### Required action
Print the data that follows again, keeping every line exact.

Stored data entries:
· · · · · · ·
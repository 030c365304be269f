//! Channel integration tests against real POSIX objects.
//!
//! Verifies:
//! 1. Write-then-read returns a bitwise-identical record array.
//! 2. Non-blocking and bounded acquisition are mutually exclusive across
//!    handles and threads.
//! 3. Record count mismatches are rejected.
//! 4. Dropping a channel leaves the named objects in place.

use ecat_common::consts::{CSV_OPERATION_MODE, DRIVE_COUNT};
use ecat_common::drive::{DriveRecord, Wheel};
use ecat_shared_memory::{OpenMode, SharedMemoryChannel, ShmError};
use std::sync::atomic::{AtomicUsize, Ordering};
use std::sync::{Arc, Barrier};
use std::time::{Duration, Instant};

// ─── Helpers ────────────────────────────────────────────────────────

/// Unique object names per test and process.
fn names(tag: &str) -> (String, String) {
    let pid = std::process::id();
    (
        format!("/ecat_test_{tag}_{pid}"),
        format!("/ecat_test_{tag}_{pid}_sem"),
    )
}

/// Removes the named objects when the test ends, even on panic.
struct Cleanup(String, String);

impl Drop for Cleanup {
    fn drop(&mut self) {
        let _ = SharedMemoryChannel::unlink(&self.0, &self.1);
    }
}

fn create(tag: &str) -> (SharedMemoryChannel, Cleanup) {
    let (seg, sem) = names(tag);
    let channel = SharedMemoryChannel::init(&seg, &sem, OpenMode::Create).expect("init");
    (channel, Cleanup(seg, sem))
}

fn sample_records() -> [DriveRecord; DRIVE_COUNT] {
    [
        DriveRecord {
            control_word: 0x000F,
            status_word: 0x0637,
            operation_mode: CSV_OPERATION_MODE,
            target_velocity: 12_345,
            current_velocity: 12_001,
            ..Default::default()
        },
        DriveRecord {
            control_word: 0x0006,
            status_word: 0x0250,
            operation_mode: CSV_OPERATION_MODE,
            target_velocity: -12_345,
            current_velocity: i32::MIN,
            ..Default::default()
        },
    ]
}

// ─── Round trip ─────────────────────────────────────────────────────

#[test]
fn fresh_segment_reads_zeroed() {
    let (channel, _cleanup) = create("zero");
    let guard = channel.try_lock().unwrap().expect("lock free");
    let records = guard.read().expect("mapped");
    assert_eq!(records, [DriveRecord::default(); DRIVE_COUNT]);
}

#[test]
fn write_then_read_is_bitwise_identical() {
    let (channel, _cleanup) = create("roundtrip");
    let written = sample_records();

    let mut guard = channel.lock().unwrap();
    guard.write(&written).unwrap();
    guard.unlock().unwrap();

    let guard = channel.try_lock().unwrap().expect("lock free");
    let read = guard.read().expect("mapped");
    assert_eq!(read, written);
    assert_eq!(read[Wheel::Left.index()].current_velocity, i32::MIN);
}

#[test]
fn second_handle_sees_first_handle_writes() {
    let (writer, _cleanup) = create("shared_view");
    let (seg, sem) = names("shared_view");
    let reader = SharedMemoryChannel::init(&seg, &sem, OpenMode::Open).unwrap();

    let written = sample_records();
    writer.lock().unwrap().write(&written).unwrap();

    let guard = reader.lock().unwrap();
    assert_eq!(guard.read().unwrap(), written);
}

// ─── Mutual exclusion ───────────────────────────────────────────────

#[test]
fn try_lock_fails_while_other_handle_holds_lock() {
    let (first, _cleanup) = create("exclusive");
    let (seg, sem) = names("exclusive");
    let second = SharedMemoryChannel::init(&seg, &sem, OpenMode::Open).unwrap();

    let held = first.try_lock().unwrap().expect("first acquires");
    assert!(second.try_lock().unwrap().is_none());
    assert!(second.try_lock().unwrap().is_none());

    held.unlock().unwrap();
    assert!(second.try_lock().unwrap().is_some());
}

#[test]
fn concurrent_try_lock_has_single_winner() {
    const THREADS: usize = 8;
    let (channel, _cleanup) = create("race");
    let channel = Arc::new(channel);
    let winners = Arc::new(AtomicUsize::new(0));
    let barrier = Arc::new(Barrier::new(THREADS));

    let handles: Vec<_> = (0..THREADS)
        .map(|_| {
            let channel = Arc::clone(&channel);
            let winners = Arc::clone(&winners);
            let barrier = Arc::clone(&barrier);
            std::thread::spawn(move || {
                let guard = channel.try_lock().unwrap();
                if guard.is_some() {
                    winners.fetch_add(1, Ordering::SeqCst);
                }
                // Hold until every thread has attempted.
                barrier.wait();
                drop(guard);
            })
        })
        .collect();

    for handle in handles {
        handle.join().unwrap();
    }

    assert_eq!(winners.load(Ordering::SeqCst), 1);
    assert!(channel.try_lock().unwrap().is_some(), "lock released");
}

#[test]
fn dropped_guard_releases_lock() {
    let (channel, _cleanup) = create("drop_guard");
    {
        let _guard = channel.try_lock().unwrap().expect("acquire");
        assert!(channel.try_lock().unwrap().is_none());
    }
    assert!(channel.try_lock().unwrap().is_some());
}

#[test]
fn lock_timeout_gives_up_while_other_handle_holds_lock() {
    let (first, _cleanup) = create("timeout");
    let (seg, sem) = names("timeout");
    let second = SharedMemoryChannel::init(&seg, &sem, OpenMode::Open).unwrap();

    let held = first.try_lock().unwrap().expect("first acquires");
    let start = Instant::now();
    assert!(second.lock_timeout(Duration::from_millis(20)).unwrap().is_none());
    assert!(start.elapsed() >= Duration::from_millis(15));

    held.unlock().unwrap();
    let guard = second.lock_timeout(Duration::from_millis(20)).unwrap();
    assert!(guard.is_some());
}

// ─── Contract violations ────────────────────────────────────────────

#[test]
fn write_rejects_wrong_record_count() {
    let (channel, _cleanup) = create("mismatch");
    let mut guard = channel.lock().unwrap();

    let one = [DriveRecord::default(); 1];
    let err = guard.write(&one).unwrap_err();
    assert!(matches!(
        err,
        ShmError::SizeMismatch {
            expected: 2,
            actual: 1
        }
    ));

    let three = [DriveRecord::default(); 3];
    assert!(guard.write(&three).is_err());

    // Nothing was written.
    assert_eq!(guard.read().unwrap(), [DriveRecord::default(); DRIVE_COUNT]);
}

#[test]
fn open_mode_without_master_is_init_failure() {
    let (seg, sem) = names("absent");
    let err = SharedMemoryChannel::init(&seg, &sem, OpenMode::Open)
        .err()
        .expect("nothing to attach to");
    assert!(err.is_init_failure());
    assert!(matches!(err, ShmError::CreateObject { .. }));
}

#[test]
fn invalid_names_are_rejected_before_any_syscall() {
    let err = SharedMemoryChannel::init("bad/name", "/ok", OpenMode::Create)
        .err()
        .expect("invalid");
    assert!(matches!(err, ShmError::InvalidName { .. }));
}

// ─── Lifecycle ──────────────────────────────────────────────────────

#[test]
fn drop_keeps_named_objects() {
    let (seg, sem) = names("persist");
    let _cleanup = Cleanup(seg.clone(), sem.clone());
    let written = sample_records();

    {
        let channel = SharedMemoryChannel::init(&seg, &sem, OpenMode::Create).unwrap();
        channel.lock().unwrap().write(&written).unwrap();
    }

    let reopened = SharedMemoryChannel::init(&seg, &sem, OpenMode::Open).unwrap();
    assert_eq!(reopened.segment_name(), seg);
    assert_eq!(reopened.semaphore_name(), sem);
    let guard = reopened.try_lock().unwrap().expect("released before drop");
    assert_eq!(guard.read().unwrap(), written);
}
· · · · · · ·
### Output of the task
repository 030c365304be269f
//! Channel integration tests against real POSIX objects.
//!
//! Verifies:
//! 1. Write-then-read returns a bitwise-identical record array.
//! 2. Non-blocking and bounded acquisition are mutually exclusive across
//!    handles and threads.
//! 3. Record count mismatches are rejected.
//! 4. Dropping a channel leaves the named objects in place.

use ecat_common::consts::{CSV_OPERATION_MODE, DRIVE_COUNT};
use ecat_common::drive::{DriveRecord, Wheel};
use ecat_shared_memory::{OpenMode, SharedMemoryChannel, ShmError};
use std::sync::atomic::{AtomicUsize, Ordering};
use std::sync::{Arc, Barrier};
use std::time::{Duration, Instant};

// ─── Helpers ────────────────────────────────────────────────────────

/// Unique object names per test and process.
fn names(tag: &str) -> (String, String) {
    let pid = std::process::id();
    (
        format!("/ecat_test_{tag}_{pid}"),
        format!("/ecat_test_{tag}_{pid}_sem"),
    )
}

/// Removes the named objects when the test ends, even on panic.
struct Cleanup(String, String);

impl Drop for Cleanup {
    fn drop(&mut self) {
        let _ = SharedMemoryChannel::unlink(&self.0, &self.1);
    }
}

fn create(tag: &str) -> (SharedMemoryChannel, Cleanup) {
    let (seg, sem) = names(tag);
    let channel = SharedMemoryChannel::init(&seg, &sem, OpenMode::Create).expect("init");
    (channel, Cleanup(seg, sem))
}

fn sample_records() -> [DriveRecord; DRIVE_COUNT] {
    [
        DriveRecord {
            control_word: 0x000F,
            status_word: 0x0637,
            operation_mode: CSV_OPERATION_MODE,
            target_velocity: 12_345,
            current_velocity: 12_001,
            ..Default::default()
        },
        DriveRecord {
            control_word: 0x0006,
            status_word: 0x0250,
            operation_mode: CSV_OPERATION_MODE,
            target_velocity: -12_345,
            current_velocity: i32::MIN,
            ..Default::default()
        },
    ]
}

// ─── Round trip ─────────────────────────────────────────────────────

#[test]
fn fresh_segment_reads_zeroed() {
    let (channel, _cleanup) = create("zero");
    let guard = channel.try_lock().unwrap().expect("lock free");
    let records = guard.read().expect("mapped");
    assert_eq!(records, [DriveRecord::default(); DRIVE_COUNT]);
}

#[test]
fn write_then_read_is_bitwise_identical() {
    let (channel, _cleanup) = create("roundtrip");
    let written = sample_records();

    let mut guard = channel.lock().unwrap();
    guard.write(&written).unwrap();
    guard.unlock().unwrap();

    let guard = channel.try_lock().unwrap().expect("lock free");
    let read = guard.read().expect("mapped");
    assert_eq!(read, written);
    assert_eq!(read[Wheel::Left.index()].current_velocity, i32::MIN);
}

#[test]
fn second_handle_sees_first_handle_writes() {
    let (writer, _cleanup) = create("shared_view");
    let (seg, sem) = names("shared_view");
    let reader = SharedMemoryChannel::init(&seg, &sem, OpenMode::Open).unwrap();

    let written = sample_records();
    writer.lock().unwrap().write(&written).unwrap();

    let guard = reader.lock().unwrap();
    assert_eq!(guard.read().unwrap(), written);
}

// ─── Mutual exclusion ───────────────────────────────────────────────

#[test]
fn try_lock_fails_while_other_handle_holds_lock() {
    let (first, _cleanup) = create("exclusive");
    let (seg, sem) = names("exclusive");
    let second = SharedMemoryChannel::init(&seg, &sem, OpenMode::Open).unwrap();

    let held = first.try_lock().unwrap().expect("first acquires");
    assert!(second.try_lock().unwrap().is_none());
    assert!(second.try_lock().unwrap().is_none());

    held.unlock().unwrap();
    assert!(second.try_lock().unwrap().is_some());
}

#[test]
fn concurrent_try_lock_has_single_winner() {
    const THREADS: usize = 8;
    let (channel, _cleanup) = create("race");
    let channel = Arc::new(channel);
    let winners = Arc::new(AtomicUsize::new(0));
    let barrier = Arc::new(Barrier::new(THREADS));

    let handles: Vec<_> = (0..THREADS)
        .map(|_| {
            let channel = Arc::clone(&channel);
            let winners = Arc::clone(&winners);
            let barrier = Arc::clone(&barrier);
            std::thread::spawn(move || {
                let guard = channel.try_lock().unwrap();
                if guard.is_some() {
                    winners.fetch_add(1, Ordering::SeqCst);
                }
                // Hold until every thread has attempted.
                barrier.wait();
                drop(guard);
            })
        })
        .collect();

    for handle in handles {
        handle.join().unwrap();
    }

    assert_eq!(winners.load(Ordering::SeqCst), 1);
    assert!(channel.try_lock().unwrap().is_some(), "lock released");
}

#[test]
fn dropped_guard_releases_lock() {
    let (channel, _cleanup) = create("drop_guard");
    {
        let _guard = channel.try_lock().unwrap().expect("acquire");
        assert!(channel.try_lock().unwrap().is_none());
    }
    assert!(channel.try_lock().unwrap().is_some());
}

#[test]
fn lock_timeout_gives_up_while_other_handle_holds_lock() {
    let (first, _cleanup) = create("timeout");
    let (seg, sem) = names("timeout");
    let second = SharedMemoryChannel::init(&seg, &sem, OpenMode::Open).unwrap();

    let held = first.try_lock().unwrap().expect("first acquires");
    let start = Instant::now();
    assert!(second.lock_timeout(Duration::from_millis(20)).unwrap().is_none());
    assert!(start.elapsed() >= Duration::from_millis(15));

    held.unlock().unwrap();
    let guard = second.lock_timeout(Duration::from_millis(20)).unwrap();
    assert!(guard.is_some());
}

// ─── Contract violations ────────────────────────────────────────────

#[test]
fn write_rejects_wrong_record_count() {
    let (channel, _cleanup) = create("mismatch");
    let mut guard = channel.lock().unwrap();

    let one = [DriveRecord::default(); 1];
    let err = guard.write(&one).unwrap_err();
    assert!(matches!(
        err,
        ShmError::SizeMismatch {
            expected: 2,
            actual: 1
        }
    ));

    let three = [DriveRecord::default(); 3];
    assert!(guard.write(&three).is_err());

    // Nothing was written.
    assert_eq!(guard.read().unwrap(), [DriveRecord::default(); DRIVE_COUNT]);
}

#[test]
fn open_mode_without_master_is_init_failure() {
    let (seg, sem) = names("absent");
    let err = SharedMemoryChannel::init(&seg, &sem, OpenMode::Open)
        .err()
        .expect("nothing to attach to");
    assert!(err.is_init_failure());
    assert!(matches!(err, ShmError::CreateObject { .. }));
}

#[test]
fn invalid_names_are_rejected_before_any_syscall() {
    let err = SharedMemoryChannel::init("bad/name", "/ok", OpenMode::Create)
        .err()
        .expect("invalid");
    assert!(matches!(err, ShmError::InvalidName { .. }));
}

// ─── Lifecycle ──────────────────────────────────────────────────────

#[test]
fn drop_keeps_named_objects() {
    let (seg, sem) = names("persist");
    let _cleanup = Cleanup(seg.clone(), sem.clone());
    let written = sample_records();

    {
        let channel = SharedMemoryChannel::init(&seg, &sem, OpenMode::Create).unwrap();
        channel.lock().unwrap().write(&written).unwrap();
    }

    let reopened = SharedMemoryChannel::init(&seg, &sem, OpenMode::Open).unwrap();
    assert_eq!(reopened.segment_name(), seg);
    assert_eq!(reopened.semaphore_name(), sem);
    let guard = reopened.try_lock().unwrap().expect("released before drop");
    assert_eq!(guard.read().unwrap(), written);
}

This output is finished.